Small business owners can obtain a group plan through a broker by either a traditional private plan or a plan on the exchange once the Small Business Health Options Program, or SHOP, is available. Should you elect the SHOP option, have fewer than 25 full-time employees averaging less than $50,000 in annual compensation and you pay at least 50 percent of their premiums, you may qualify for a tax credit of up to 50 percent of the premiums you paid (35 percent for nonprofit organizations.). If there are 25 or more full-time equivalent employees, the credit is not available. Remember, the credits are only for businesses that join the SHOP in 2014.

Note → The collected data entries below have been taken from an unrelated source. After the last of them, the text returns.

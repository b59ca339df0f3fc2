#![no_main]

use decgen_compiler::parser;
use libfuzzer_sys::fuzz_target;

// Fuzz decgen_compiler::parser::parse_type_string.
fuzz_target!(|source: String| {
    let _ = parser::parse_type_string(&source);
});
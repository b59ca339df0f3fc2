// Copyright 2023 Google LLC
//
// Licensed under the Apache License, Version 2.0 (the "License");
// you may not use this file except in compliance with the License.
// You may obtain a copy of the License at
//
//     https://www.apache.org/licenses/LICENSE-2.0
//
// Unless required by applicable law or agreed to in writing, software
// distributed under the License is distributed on an "AS IS" BASIS,
// WITHOUT WARRANTIES OR CONDITIONS OF ANY KIND, either express or implied.
// See the License for the specific language governing permissions and
// limitations under the License.

//! Union dispatch.
//!
//! After the body of a routine has run, each union slot holds the raw
//! union payload. The dispatch code walks the decoded value down to
//! every union slot, calls the decode routine selected by the first
//! payload byte, and replaces the slot content with a pointer to the
//! pair `[selector, value]`.

use super::{Generator, Step, UnionSite};
use crate::analyzer::Error;
use crate::backends::common::memory::{self, word_at, WORD_SIZE};
use crate::backends::common::Dest;
use crate::ir::{add, lt, mload, shr, Expr, Stmt};

/// Position reached while walking towards a union slot.
enum Cursor {
    /// Address of a record.
    Record(Expr),
    /// Address of a memory word.
    Slot(Expr),
}

fn misplaced(site: &UnionSite) -> Error {
    Error::UnsupportedShape {
        path: site.unit.clone(),
        message: "union dispatch does not reach a value slot".to_owned(),
    }
}

fn walk(
    generator: &mut Generator,
    site: &UnionSite,
    path: &[Step],
    cursor: Cursor,
    lines: &mut Vec<Stmt>,
) -> Result<(), Error> {
    let Some((step, rest)) = path.split_first() else {
        return match cursor {
            Cursor::Slot(slot) => {
                select(generator, site, slot, lines);
                Ok(())
            }
            Cursor::Record(_) => Err(misplaced(site)),
        };
    };

    match (step, cursor) {
        (Step::Field(index), Cursor::Record(record)) => {
            walk(generator, site, rest, Cursor::Slot(word_at(record, *index)), lines)
        }
        (Step::Field(index), Cursor::Slot(slot)) => {
            let record = generator.scopes.fresh("record");
            lines.push(Stmt::Let(record.clone(), mload(slot)));
            walk(generator, site, rest, Cursor::Slot(word_at(&record, *index)), lines)
        }
        (Step::List | Step::Vector(_), Cursor::Slot(slot)) => {
            let length = match step {
                Step::Vector(length) => Some(*length),
                _ => None,
            };
            let array = generator.scopes.fresh("array");
            lines.push(Stmt::Let(array.clone(), mload(slot)));
            let count = match length {
                Some(length) => Expr::Lit(length),
                None => mload(&array),
            };
            let i = generator.scopes.fresh("i");
            let mut body = vec![];
            let element = Generator::element_slot(&array, length, &i);
            walk(generator, site, rest, Cursor::Slot(element), &mut body)?;
            lines.push(Stmt::For {
                init: vec![Stmt::Let(i.clone(), 0.into())],
                cond: lt(&i, count),
                post: vec![Stmt::Assign(i.clone(), add(&i, 1))],
                body,
            });
            Ok(())
        }
        (Step::List | Step::Vector(_), Cursor::Record(_)) => Err(misplaced(site)),
    }
}

/// Emit the selector switch for the union held by `slot`.
fn select(generator: &mut Generator, site: &UnionSite, slot: Expr, lines: &mut Vec<Stmt>) {
    let payload = generator.scopes.fresh("union");
    let selector = generator.scopes.fresh("selector");
    lines.push(Stmt::Let(payload.clone(), mload(slot.clone())));
    lines.push(Stmt::Let(selector.clone(), shr(248, mload(add(&payload, WORD_SIZE)))));

    let mut cases = Vec::with_capacity(site.branches.len());
    for branch in &site.branches {
        let mut case = vec![];
        let value = memory::alloc(&mut case, &mut generator.scopes, "value", Expr::Lit(2));
        case.push(Stmt::MStore((&value).into(), Expr::Lit(branch.selector)));
        match &branch.routine {
            Some(routine) => case.push(Stmt::Call {
                unit: site.unit.clone(),
                routine: routine.clone(),
                args: vec![(&payload).into(), add(&value, WORD_SIZE)],
            }),
            None => case.push(Stmt::MStore(add(&value, WORD_SIZE), 0.into())),
        }
        case.push(Stmt::MStore(slot.clone(), (&value).into()));
        cases.push((branch.selector, case));
    }
    lines.push(Stmt::Switch { on: selector.into(), cases, default: vec![Stmt::Revert] });
}

/// Append the dispatch code of the union sites of a routine whose root
/// value is written to `root`.
pub(super) fn generate(
    generator: &mut Generator,
    root: &Dest,
    sites: &[UnionSite],
    lines: &mut Vec<Stmt>,
) -> Result<(), Error> {
    for site in sites {
        let cursor = match root {
            Dest::Record(addr) => Cursor::Record(addr.clone()),
            Dest::Slot(addr) => Cursor::Slot(addr.clone()),
        };
        let mut body = vec![Stmt::Comment(format!("dispatch {}", site.unit))];
        walk(generator, site, &site.path, cursor, &mut body)?;
        lines.push(Stmt::Block(body));
    }
    Ok(())
}

#[cfg(test)]
mod tests {
    use super::super::Branch;
    use super::*;
    use crate::backends::GenerateOptions;
    use crate::ir::Ident;

    fn site(path: Vec<Step>) -> UnionSite {
        UnionSite {
            path,
            unit: "SSZ_Choice".to_owned(),
            branches: vec![
                Branch { selector: 0, routine: None },
                Branch { selector: 1, routine: Some("decode_value".to_owned()) },
            ],
        }
    }

    #[test]
    fn test_dispatch_root_union() {
        let options = GenerateOptions::default();
        let mut generator = Generator::new(&options);
        let root = Dest::Slot(Expr::Var(Ident::new("dest")));
        let mut lines = vec![];
        generate(&mut generator, &root, &[site(vec![])], &mut lines).unwrap();
        let Stmt::Block(body) = &lines[0] else { panic!("expected a block") };
        let Some(Stmt::Switch { cases, default, .. }) = body.last() else {
            panic!("expected a switch")
        };
        assert_eq!(default, &vec![Stmt::Revert]);
        assert_eq!(cases.len(), 2);
        assert!(cases[0].1.contains(&Stmt::MStore(
            add(Expr::Var(Ident::new("value_3")), 32),
            Expr::Lit(0)
        )));
        assert!(cases[1].1.iter().any(|stmt| matches!(stmt,
            Stmt::Call { routine, .. } if routine == "decode_value")));
    }

    #[test]
    fn test_dispatch_through_list() {
        let options = GenerateOptions::default();
        let mut generator = Generator::new(&options);
        let root = Dest::Record(Expr::Var(Ident::new("_test")));
        let mut lines = vec![];
        generate(&mut generator, &root, &[site(vec![Step::Field(1), Step::List])], &mut lines)
            .unwrap();
        let Stmt::Block(body) = &lines[0] else { panic!("expected a block") };
        assert_eq!(
            body[1],
            Stmt::Let(Ident::new("array_1"), mload(add(Expr::Var(Ident::new("_test")), 32)))
        );
        assert!(matches!(&body[2], Stmt::For { cond, .. }
            if *cond == lt(Expr::Var(Ident::new("i_2")), mload(Expr::Var(Ident::new("array_1"))))));
    }

    #[test]
    fn test_dispatch_must_reach_slot() {
        let options = GenerateOptions::default();
        let mut generator = Generator::new(&options);
        let root = Dest::Record(Expr::Var(Ident::new("_test")));
        let mut lines = vec![];
        assert!(matches!(
            generate(&mut generator, &root, &[site(vec![])], &mut lines),
            Err(Error::UnsupportedShape { .. })
        ));
    }
}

A small business may choose to offer a private group health plan purchased directly through a private insurance company. You’ll still want to be sure the plans include the essential benefits and cover at least 60 percent of the cost of services offered. The other alternative is to offer a dollar amount or percentage of premium contribution to be paid to the employee as an increase in their income and recommend they work with their own broker.

No matter what plan is purchased, it must meet the “essential benefits,” including preventative wellness, maternity and newborn care, mental health, substance abuse, rehabilitation services and approved medical devices.

As the employer, should you decide not to offer a group health insurance plan, you can and should advise your employees to reach out to their own brokers or invite your company broker to educate them on their individual options. Besides the group health plans, many carriers are now offers supplemental coverage that works much like “gap” insurance and helps individuals manage their medical expenses. The supplemental plans are offered as a group through the employer but usually do not cost the employer anything other than time to process the employee’s deductions through payroll.

Small business owners are strongly encouraged to partner with their insurance broker, attorney and CPA when analyzing the options and determining which direction makes most sense for their business.

Susan Bauman is president of Western Risk Insurance and a member of Clark County Association Health Underwriters.